A l’évidence, la mode est aux récits mainstream prenant pour cadre un postulat propre à la littérature de genre (fantastique, voire fantasy, pourquoi pas, même si, le plus souvent, il s’agit de SF, ou disons plutôt d’anticipation, et plus spécialement d’environnements post ou pré apocalyptiques — on pense par exemple à Laura Kasischke, T. C. Boyle, Craig Davidson, voire le Will McIntosh de Soft Apocalypse — roman à paraître en France au Fleuve Noir —, ou bien encore à Ron Currie Jr., pour citer un auteur évoqué dans la rubrique critique du présent Bifrost). Sans doute La Route, best-seller de l’immense Cormac McCarthy, n’est-il pas pour rien dans ce phénomène ; de même que l’ambiance mondiale aussi délétère que plombante.
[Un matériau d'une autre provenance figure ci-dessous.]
#[cfg(test)]
#[allow(clippy::unwrap_used)]
mod tests {
    use cushion_core::{FabricFilter, FabricPatch};

    use super::*;
    use crate::kv::MemoryKvStore;
    use crate::storage::MemoryStorage;

    const BUCKET: &str = "SUNPROOF SELECTIE";

    async fn storage_with(files: &[&str]) -> MemoryStorage {
        let storage = MemoryStorage::new();
        storage.add_bucket("avatars").await;
        for name in files {
            storage.add_file(BUCKET, name).await;
        }
        storage
    }

    #[tokio::test]
    async fn test_sync_creates_fabrics_and_links_maps() {
        let storage = storage_with(&[
            "Ocean Blue.png",
            "Ocean Blue_Normal.png",
            "Ocean Blue_roughness.jpg",
            "Sand & Stone #2.jpg",
            "readme.txt",
        ])
        .await;
        storage.add_folder(BUCKET, "archive").await;
        let kv = MemoryKvStore::new();

        let summary = FabricSync::new(&storage, &kv).run(None).await.unwrap();

        assert_eq!(summary.bucket, BUCKET);
        assert_eq!(summary.count, 2);
        assert_eq!(summary.created, 2);
        assert_eq!(summary.updated, 0);
        assert_eq!(summary.skipped, 4);
        assert_eq!(summary.total_files_in_bucket, 6);
        assert_eq!(
            summary.processed_files,
            vec!["Ocean Blue.png".to_string(), "Sand & Stone #2.jpg".to_string()]
        );

        let repo = FabricRepository::new(&kv);
        let ocean = repo.get("sunproof-ocean-blue").await.unwrap();
        assert_eq!(ocean.name, "Ocean Blue");
        assert_eq!(ocean.order, 100);
        assert_eq!(ocean.description, "Premium Sunproof stof - Ocean Blue");
        assert!(ocean.normal_map_url.unwrap().ends_with("Ocean%20Blue_Normal.png"));
        assert!(ocean.roughness_map_url.is_some());
        assert!(ocean.ao_map_url.is_none());
        assert!(repo.find("sunproof-ocean-blue-normal").await.unwrap().is_none());

        let sand = repo.get("sunproof-sand-stone-2").await.unwrap();
        assert_eq!(sand.name, "Sand & Stone #2");
        assert_eq!(sand.order, 101);
        assert_eq!(sand.price_per_meter, Decimal::from(45));
        assert_eq!(sand.tags, vec!["sunproof", "premium", "outdoor"]);
    }

    #[tokio::test]
    async fn test_resync_preserves_user_edits() {
        let storage = storage_with(&["Ocean Blue.png", "Tweed.png"]).await;
        let kv = MemoryKvStore::new();
        let sync = FabricSync::new(&storage, &kv);
        sync.run(None).await.unwrap();

        let repo = FabricRepository::new(&kv);
        let patch = FabricPatch {
            price_per_meter: Some(Decimal::new(5995, 2)),
            active: Some(false),
            order: Some(5),
            ..FabricPatch::default()
        };
        repo.update("sunproof-tweed", patch).await.unwrap();
        let before = repo.list(&FabricFilter::default()).await.unwrap();

        let second = sync.run(None).await.unwrap();
        assert_eq!(second.created, 0);
        assert_eq!(second.updated, 2);

        let after = repo.list(&FabricFilter::default()).await.unwrap();
        assert_eq!(before.len(), after.len());
        for (b, a) in before.iter().zip(&after) {
            let mut a = a.clone();
            a.updated_at = b.updated_at;
            assert_eq!(*b, a);
        }
        let tweed = repo.get("sunproof-tweed").await.unwrap();
        assert_eq!(tweed.price_per_meter, Decimal::new(5995, 2));
        assert!(!tweed.active);
    }

    #[tokio::test]
    async fn test_requested_bucket_wins_and_falls_back() {
        let storage = storage_with(&["Ocean.png"]).await;
        storage.add_file("textures", "Linen.png").await;
        let kv = MemoryKvStore::new();
        let sync = FabricSync::new(&storage, &kv);

        let summary = sync.run(Some("textures")).await.unwrap();
        assert_eq!(summary.bucket, "textures");

        let summary = sync.run(Some("does-not-exist")).await.unwrap();
        assert_eq!(summary.bucket, BUCKET);
    }

    #[tokio::test]
    async fn test_no_suitable_bucket() {
        let storage = MemoryStorage::new();
        storage.add_bucket("avatars").await;
        let kv = MemoryKvStore::new();

        let err = FabricSync::new(&storage, &kv)
            .run(Some("fabrics"))
            .await
            .unwrap_err();
        match err {
            SyncError::NoSuitableBucket {
                available,
                requested,
            } => {
                assert_eq!(available.len(), 1);
                assert_eq!(requested.as_deref(), Some("fabrics"));
            }
            other => panic!("unexpected error: {other}"),
        }
    }

    #[tokio::test]
    async fn test_empty_bucket_and_listing_failures() {
        let storage = MemoryStorage::new();
        storage.add_bucket("sunproof").await;
        let kv = MemoryKvStore::new();
        let sync = FabricSync::new(&storage, &kv);

        assert!(matches!(sync.run(None).await, Err(SyncError::NoFiles { .. })));

        storage.fail_file_listing(true);
        assert!(matches!(
            sync.run(None).await,
            Err(SyncError::FileListing { .. })
        ));

        storage.fail_bucket_listing(true);
        assert!(matches!(
            sync.run(None).await,
            Err(SyncError::BucketListing(_))
        ));
    }

    #[tokio::test]
    async fn test_store_failure_keeps_processed_fabrics() {
        let storage = storage_with(&["A.png", "B.png", "C.png"]).await;
        let kv = MemoryKvStore::new();
        kv.fail_writes_after(2);

        let result = FabricSync::new(&storage, &kv).run(None).await;
        assert!(matches!(result, Err(SyncError::Repository(_))));
        assert_eq!(FabricRepository::new(&kv).count().await.unwrap(), 2);
    }

    #[tokio::test]
    async fn test_pagination_reads_every_page() {
        let storage = MemoryStorage::new();
        for i in 0..(PAGE_SIZE + 5) {
            storage.add_file("sunproof", &format!("f{i:05}.png")).await;
        }
        let kv = MemoryKvStore::new();

        let summary = FabricSync::new(&storage, &kv).run(None).await.unwrap();
        assert_eq!(summary.total_files_in_bucket, PAGE_SIZE + 5);
        assert_eq!(summary.created, PAGE_SIZE + 5);
    }
}
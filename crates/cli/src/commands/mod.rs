//! CLI command implementations.
//!
//! Every command works directly on the `PostgreSQL` key-value store through
//! the server library; the HTTP server does not need to be running.

pub mod admin;
pub mod fabrics;
pub mod migrate;

use cushion_core::EmailError;
use cushion_server::{
    config::{ConfigError, database_url_from_env},
    db::{AdminRoleError, RepositoryError},
    kv::{PgKvStore, create_pool},
    services::SyncError,
    storage::StorageError,
};
use serde::Serialize;
use thiserror::Error;

/// Errors that can occur while running a command.
#[derive(Debug, Error)]
pub enum CliError {
    /// No database URL is configured.
    #[error("Missing environment variable: CATALOG_DATABASE_URL (or DATABASE_URL)")]
    MissingDatabaseUrl,

    /// Server configuration could not be loaded.
    #[error(transparent)]
    Config(#[from] ConfigError),

    /// Database connection error.
    #[error("Database connection error: {0}")]
    Database(#[from] sqlx::Error),

    /// Migration failed.
    #[error("Migration error: {0}")]
    Migration(#[from] sqlx::migrate::MigrateError),

    #[error(transparent)]
    Repository(#[from] RepositoryError),

    #[error(transparent)]
    AdminRole(#[from] AdminRoleError),

    #[error(transparent)]
    Sync(#[from] SyncError),

    #[error("Storage error: {0}")]
    Storage(#[from] StorageError),

    #[error("Invalid email: {0}")]
    InvalidEmail(#[from] EmailError),

    #[error("Failed to write output: {0}")]
    Output(#[from] serde_json::Error),
}

/// Connect to the key-value store named by the environment.
async fn connect_store() -> Result<PgKvStore, CliError> {
    let database_url = database_url_from_env()?.ok_or(CliError::MissingDatabaseUrl)?;
    tracing::info!("Connecting to catalog database...");
    let pool = create_pool(&database_url).await?;
    Ok(PgKvStore::new(pool))
}

/// Print a command result as pretty JSON on stdout.
fn print_json<T: Serialize>(value: &T) -> Result<(), CliError> {
    let json = serde_json::to_string_pretty(value)?;
    #[allow(clippy::print_stdout)]
    {
        println!("{json}");
    }
    Ok(())
}
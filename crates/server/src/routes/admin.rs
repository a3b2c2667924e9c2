//! Admin role handlers.
//!
//! These endpoints trust the caller-supplied user id; authentication is the
//! identity provider's job.

use axum::{
    Json, Router,
    extract::{Path, State, rejection::JsonRejection},
    routing::{get, post},
};
use serde::{Deserialize, Serialize};

use cushion_core::{Email, UserId, UserRole};

use super::{json_body, non_empty};
use crate::{
    db::{AdminEntry, AdminRoleRepository},
    error::AppError,
    state::AppState,
};

/// Build the admin router.
pub fn router() -> Router<AppState> {
    Router::new()
        .route("/admin/check/{user_id}", get(check_admin))
        .route("/admin/role/{user_id}", get(get_role))
        .route("/admin/set-role", post(set_role))
        .route("/admin/remove-role", post(remove_role))
        .route("/admin/list", get(list_admins))
        .route("/admin/initialize", post(initialize_admin))
        .route("/admin/claim", post(claim_admin))
}

#[derive(Debug, Deserialize)]
#[serde(rename_all = "camelCase")]
pub struct SetRoleRequest {
    pub user_id: Option<String>,
    pub role: Option<String>,
    pub email: Option<String>,
}

#[derive(Debug, Deserialize)]
#[serde(rename_all = "camelCase")]
pub struct RemoveRoleRequest {
    pub user_id: Option<String>,
}

#[derive(Debug, Deserialize)]
pub struct InitializeRequest {
    pub email: Option<String>,
}

#[derive(Debug, Deserialize)]
#[serde(rename_all = "camelCase")]
pub struct ClaimRequest {
    pub user_id: Option<String>,
    pub email: Option<String>,
}

#[derive(Debug, Serialize)]
#[serde(rename_all = "camelCase")]
pub struct CheckResponse {
    pub is_admin: bool,
    pub role: UserRole,
}

#[derive(Debug, Serialize)]
pub struct RoleResponse {
    pub role: UserRole,
}

#[derive(Debug, Serialize)]
#[serde(rename_all = "camelCase")]
pub struct RoleChangeResponse {
    pub success: bool,
    pub user_id: UserId,
    pub role: UserRole,
}

#[derive(Debug, Serialize)]
pub struct AdminListResponse {
    pub admins: Vec<AdminEntry>,
}

#[derive(Debug, Serialize)]
pub struct InitializeResponse {
    pub success: bool,
    pub message: &'static str,
    pub email: Email,
}

#[derive(Debug, Serialize)]
pub struct ClaimResponse {
    pub promoted: bool,
    pub role: UserRole,
}

fn parse_email(raw: &str) -> Result<Email, AppError> {
    Email::parse(raw).map_err(|e| AppError::BadRequest(format!("invalid email: {e}")))
}

/// Whether a user is an admin.
///
/// # Errors
///
/// Returns 500 if the store cannot be read.
#[tracing::instrument(skip(state))]
pub async fn check_admin(
    State(state): State<AppState>,
    Path(user_id): Path<String>,
) -> Result<Json<CheckResponse>, AppError> {
    let role = AdminRoleRepository::new(state.kv())
        .role(&UserId::new(user_id))
        .await?;
    Ok(Json(CheckResponse {
        is_admin: role.is_admin(),
        role,
    }))
}

/// A user's role.
///
/// # Errors
///
/// Returns 500 if the store cannot be read.
#[tracing::instrument(skip(state))]
pub async fn get_role(
    State(state): State<AppState>,
    Path(user_id): Path<String>,
) -> Result<Json<RoleResponse>, AppError> {
    let role = AdminRoleRepository::new(state.kv())
        .role(&UserId::new(user_id))
        .await?;
    Ok(Json(RoleResponse { role }))
}

/// Assign a role.
///
/// # Errors
///
/// Returns 400 if `userId` or `role` is missing, the role is unknown or the
/// email is malformed.
#[tracing::instrument(skip(state, body))]
pub async fn set_role(
    State(state): State<AppState>,
    body: Result<Json<SetRoleRequest>, JsonRejection>,
) -> Result<Json<RoleChangeResponse>, AppError> {
    let request = json_body(body)?;
    let (Some(user_id), Some(raw_role)) = (non_empty(request.user_id), non_empty(request.role))
    else {
        return Err(AppError::BadRequest("userId and role are required".to_string()));
    };
    let role: UserRole = raw_role
        .parse()
        .map_err(|e: cushion_core::UserRoleError| AppError::BadRequest(e.to_string()))?;
    let email = non_empty(request.email)
        .as_deref()
        .map(parse_email)
        .transpose()?;

    let user_id = UserId::new(user_id);
    AdminRoleRepository::new(state.kv())
        .set_role(&user_id, role, email.as_ref())
        .await?;

    Ok(Json(RoleChangeResponse {
        success: true,
        user_id,
        role,
    }))
}

/// Demote a user to customer.
///
/// # Errors
///
/// Returns 400 if `userId` is missing.
#[tracing::instrument(skip(state, body))]
pub async fn remove_role(
    State(state): State<AppState>,
    body: Result<Json<RemoveRoleRequest>, JsonRejection>,
) -> Result<Json<RoleChangeResponse>, AppError> {
    let Some(user_id) = non_empty(json_body(body)?.user_id) else {
        return Err(AppError::BadRequest("userId is required".to_string()));
    };

    let user_id = UserId::new(user_id);
    AdminRoleRepository::new(state.kv())
        .remove_role(&user_id)
        .await?;

    Ok(Json(RoleChangeResponse {
        success: true,
        user_id,
        role: UserRole::Customer,
    }))
}

/// Every admin with their current role.
///
/// # Errors
///
/// Returns 500 if the store cannot be read.
#[tracing::instrument(skip(state))]
pub async fn list_admins(
    State(state): State<AppState>,
) -> Result<Json<AdminListResponse>, AppError> {
    let admins = AdminRoleRepository::new(state.kv()).list_admins().await?;
    Ok(Json(AdminListResponse { admins }))
}

/// Register the email of the first admin.
///
/// # Errors
///
/// Returns 400 if the email is missing or malformed, or if an admin already
/// exists (with `existingAdmins`).
#[tracing::instrument(skip(state, body))]
pub async fn initialize_admin(
    State(state): State<AppState>,
    body: Result<Json<InitializeRequest>, JsonRejection>,
) -> Result<Json<InitializeResponse>, AppError> {
    let Some(raw_email) = non_empty(json_body(body)?.email) else {
        return Err(AppError::BadRequest("email is required".to_string()));
    };
    let email = parse_email(&raw_email)?;

    AdminRoleRepository::new(state.kv())
        .bootstrap_first_admin(&email)
        .await?;

    Ok(Json(InitializeResponse {
        success: true,
        message: "Admin email registered. User will be promoted to admin on first login.",
        email,
    }))
}

/// Promote the signed-in user if their email was registered as first admin.
///
/// # Errors
///
/// Returns 400 if `userId` or `email` is missing or the email is malformed.
#[tracing::instrument(skip(state, body))]
pub async fn claim_admin(
    State(state): State<AppState>,
    body: Result<Json<ClaimRequest>, JsonRejection>,
) -> Result<Json<ClaimResponse>, AppError> {
    let request = json_body(body)?;
    let (Some(user_id), Some(raw_email)) = (non_empty(request.user_id), non_empty(request.email))
    else {
        return Err(AppError::BadRequest("userId and email are required".to_string()));
    };
    let email = parse_email(&raw_email)?;
    let user_id = UserId::new(user_id);

    let roles = AdminRoleRepository::new(state.kv());
    let promoted = roles.claim_pending_admin(&user_id, &email).await?;
    let role = roles.role(&user_id).await?;

    Ok(Json(ClaimResponse { promoted, role }))
}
Il en va un peu différemment avec Joyce Carol Oates. En effet, quand cette dernière décide de jouer la carte du genre (quel qu’il soit), le genre en question ne se limite pas au contexte, à un postulat impactant les réactions des protagonistes, exacerbant leur caractère, mais imprègne jusqu’à la trame même du récit, jusqu’au cœur des personnages, le tout sans rechigner à quelques figures obligatoires. En cela, Oates est sans doute plus proche d’écrivains comme Margaret Atwood, Michael Chabon ou même Justin Cronin, auteurs qui, bien qu’on ne trouve leurs œuvres que dans les rayons dits de littérature générale, n’en produisent pas moins des textes qui procèdent de la littérature de genre à cent pour cent. Ainsi en va-t-il de ce Musée du Dr. Moses, recueil de dix nouvelles dont les sources de publication initiale s’avèrent à ce sujet sans ambiguïté aucune (Alfred Hitchcock’s Mystery Magazine, Ellery Queen’s Mystery Magazine, The Magazine of Fantasy and Science Fiction, The Year’s Best Fantasy & Horror, etc.).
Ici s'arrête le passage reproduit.